Demand follows investment

What is truly astonishing about the US gas story is how it appears to defy economic logic. As demand for a commodity rises, so too should the price.

And demand has risen. US gas exports to Mexico increased more than five fold between May 2009 and May 2019 to 152,117mn ft3. Exports to Canada were up 52% over the same period, while imports of Canadian gas to the US have dropped by 3.7%.

At the same time, LNG exports have risen from zero at the start of 2014 to 144,837mn ft3 in May. And it is not as if the US is not using more gas itself; domestic gas consumption jumped from 23.3 trillion ft3 in 2008 to almost 30 trillion ft3 in 2018.

Yet over this extraordinary period of demand expansion, prices have trended down. The average monthly price for natural gas at Henry Hub in July was just $2.37/mn Btu. Places, such as the Permian basin, where production has overtaken takeaway infrastructure have seen even lower values, and, on occasion, negative ones.

Production correlation

Demand has not led US upstream gas investment, it has followed it, and the reason for this is oil.

Shale wells generally produce a mix of liquids, condensates and gas. Over the last decade the proportion of US oil produced from shale wells has risen dramatically from near zero to 59% in 2018 – some 6.44mn b/d, according to EIA data. As a result, US oil and gas production have become more rather than less correlated.

US oil and gas production trended upward from 2011 to April 2015 as the shale revolution got into full swing. But towards the end of 2014, oil prices started to fall fast and by the beginning of 2015 were below $50/barrel for US benchmark West Texas Intermediate (WTI), roughly half the value a year earlier. The lagged impact of low prices had a quick impact on US shale oil production, which started to fall from April 2015 from 9.65mn b/d to 8.51mn b/d in September 2016 – a drop of 11.8%.

The impact on natural gas production was clear but not nearly so dramatic. Over the same period, gross withdrawal of gas fell from 92.0 trillion ft3/d to 87.5 trillion ft3/d, a decline of 4.9%. Both oil and gas production then started to rise in tandem to current levels.

This leads to three observations: that US gas production is driven in large part by the US oil price; that gas production is much less responsive than oil to price; and that shale production overall is much faster to react to changes in commodity prices than conventional oil and gas output.

Conventional production is driven by large projects with long lead times, without the flexibility of leaving wells drilled but uncompleted.

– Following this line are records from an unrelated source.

//! Completion events delivered by the command channel.
//!
//! # Layout
//!
//! ```text
//! Command Complete (0x0E)            Command Status (0x0F)
//! [0]   : event code                 [0]   : event code
//! [1]   : parameter length           [1]   : parameter length
//! [2]   : num HCI command packets    [2]   : status
//! [3-4] : opcode (little-endian)     [3]   : num HCI command packets
//! [5]   : status                     [4-5] : opcode (little-endian)
//! [6..] : return parameters
//! ```

use crate::hci::Opcode;
use byteorder::{ByteOrder, LittleEndian};

pub const HCI_EVT_CMD_CMPL_EVT_CODE: u8 = 0x0E;
pub const HCI_EVT_CMD_STAT_EVT_CODE: u8 = 0x0F;

pub const HCI_EVT_CMD_CMPL_STATUS_RET_BYTE: usize = 5;
pub const HCI_EVT_CMD_STAT_STATUS_RET_BYTE: usize = 2;
pub const HCI_EVT_CMD_CMPL_OPCODE: usize = 3;
pub const HCI_EVT_CMD_STAT_OPCODE: usize = 4;
pub const HCI_EVT_CMD_CMPL_RETURN_PARAMS: usize = 6;

/// Borrowed view over the bytes of a completion event.
#[derive(Clone, Copy, Debug)]
pub struct CompletionEvent<'a>(pub &'a [u8]);

impl<'a> CompletionEvent<'a> {
    pub fn code(&self) -> Option<u8> {
        self.0.first().copied()
    }

    /// The command status byte.
    ///
    /// `None` when the event is neither Command Complete nor Command Status, or
    /// is too short to carry a status. Callers treat `None` as a failure.
    pub fn status(&self) -> Option<u8> {
        match self.code()? {
            HCI_EVT_CMD_CMPL_EVT_CODE => self.0.get(HCI_EVT_CMD_CMPL_STATUS_RET_BYTE).copied(),
            HCI_EVT_CMD_STAT_EVT_CODE => self.0.get(HCI_EVT_CMD_STAT_STATUS_RET_BYTE).copied(),
            _ => None,
        }
    }

    /// True only for a present, zero status byte.
    pub fn succeeded(&self) -> bool {
        self.status() == Some(0)
    }

    /// Opcode of the command this event completes.
    pub fn opcode(&self) -> Option<Opcode> {
        let at = match self.code()? {
            HCI_EVT_CMD_CMPL_EVT_CODE => HCI_EVT_CMD_CMPL_OPCODE,
            HCI_EVT_CMD_STAT_EVT_CODE => HCI_EVT_CMD_STAT_OPCODE,
            _ => return None,
        };
        self.0
            .get(at..at + 2)
            .map(|b| Opcode(LittleEndian::read_u16(b)))
    }

    /// Return parameters following the status byte of a Command Complete event.
    pub fn return_params(&self) -> &'a [u8] {
        if self.code() != Some(HCI_EVT_CMD_CMPL_EVT_CODE) {
            return &[];
        }
        self.0.get(HCI_EVT_CMD_CMPL_RETURN_PARAMS..).unwrap_or(&[])
    }
}

/// Build the bytes of a Command Complete event.
pub fn command_complete(opcode: Opcode, status: u8, return_params: &[u8]) -> Vec<u8> {
    let mut bytes = Vec::with_capacity(HCI_EVT_CMD_CMPL_RETURN_PARAMS + return_params.len());
    bytes.push(HCI_EVT_CMD_CMPL_EVT_CODE);
    bytes.push((4 + return_params.len()).min(u8::MAX as usize) as u8);
    bytes.push(1);
    bytes.extend_from_slice(&opcode.0.to_le_bytes());
    bytes.push(status);
    bytes.extend_from_slice(return_params);
    bytes
}

/// Build the bytes of a Command Status event.
pub fn command_status(opcode: Opcode, status: u8) -> Vec<u8> {
    let mut bytes = vec![HCI_EVT_CMD_STAT_EVT_CODE, 4, status, 1];
    bytes.extend_from_slice(&opcode.0.to_le_bytes());
    bytes
}
//! HCI opcodes issued during controller bring-up.

/// Opcode group field for vendor-specific commands.
pub const OGF_VENDOR: u16 = 0x3F;

/// Packed 16-bit HCI command opcode (OGF in the top 6 bits, OCF in the rest).
#[derive(Clone, Copy, Debug, PartialEq, Eq, Hash)]
pub struct Opcode(pub u16);

impl Opcode {
    pub const fn new(ogf: u16, ocf: u16) -> Opcode {
        Opcode((ogf << 10) | (ocf & 0x03ff))
    }

    pub fn ogf(&self) -> u16 {
        self.0 >> 10
    }

    pub fn ocf(&self) -> u16 {
        self.0 & 0x03ff
    }

    pub fn is_vendor(&self) -> bool {
        self.ogf() == OGF_VENDOR
    }
}

impl std::fmt::Display for Opcode {
    fn fmt(&self, f: &mut std::fmt::Formatter<'_>) -> std::fmt::Result {
        write!(f, "0x{:04X}", self.0)
    }
}

pub const HCI_RESET: Opcode = Opcode(0x0C03);
pub const HCI_VSC_WRITE_SLEEP_MODE: Opcode = Opcode(0xFC27);
pub const HCI_VSC_WRITE_SCO_PCM_INT_PARAM: Opcode = Opcode(0xFC1C);
pub const HCI_VSC_WRITE_PCM_DATA_FORMAT_PARAM: Opcode = Opcode(0xFC1E);
pub const HCI_VSC_WRITE_I2SPCM_INTERFACE_PARAM: Opcode = Opcode(0xFC6D);
pub const HCI_INTEL_MANUFACTURE: Opcode = Opcode(0xFC11);
pub const HCI_INTEL_RDSW_VERSION: Opcode = Opcode(0xFC05);
pub const HCI_INTEL_MEMWRITE: Opcode = Opcode(0xFC8E);
pub const HCI_INTEL_SW_RF_KILL: Opcode = Opcode(0xFC3F);

#[cfg(test)]
mod tests {
    use super::*;

    #[test]
    fn test_ogf_ocf_split() {
        assert_eq!(HCI_RESET.ogf(), 0x03);
        assert_eq!(HCI_RESET.ocf(), 0x03);
        assert_eq!(Opcode::new(0x03, 0x03), HCI_RESET);
    }

    #[test]
    fn test_vendor_group() {
        assert!(HCI_INTEL_MANUFACTURE.is_vendor());
        assert!(HCI_VSC_WRITE_SLEEP_MODE.is_vendor());
        assert!(!HCI_RESET.is_vendor());
        assert_eq!(HCI_INTEL_MEMWRITE.to_string(), "0xFC8E");
    }
}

Federal offshore Gulf of Mexico oil field production, for example, has risen steadily, but unspectacularly, year on year since 2013, largely as a result of investment decisions made in the period 2011-2014 when WTI averaged around $95/barrel.

The implication is that the only thing that can unseat the US gas juggernaut is the oil market.

Oil-gas links

This is somewhat ironic in that the gas industry has for decades been trying to disassociate the price of gas from that of oil. There are plenty of reasons to do so.

Gas versus oil competition in the power and heating sectors has declined steadily. The evolution of traded gas markets in the US and Europe provide transparent prices for gas as a commodity in its own right where gas’ competitors are more often coal and increasingly power generated from renewable energy sources. The move away from oil indexation in gas contracts has meant gas prices are less affected by the complex geopolitics of the oil market.

However, this process of disassociation is not complete nor necessarily stable. Increased use of ethane from gas processing in the petrochemical sector now competes with the oil product naphtha as a feedstock, while refinery own use of natural gas has displaced former use of fuel oil and other oil products. Moreover, increasing use of gas in transport, as both Compressed Natural Gas and LNG, once again puts gas in direct competition with oil for market share.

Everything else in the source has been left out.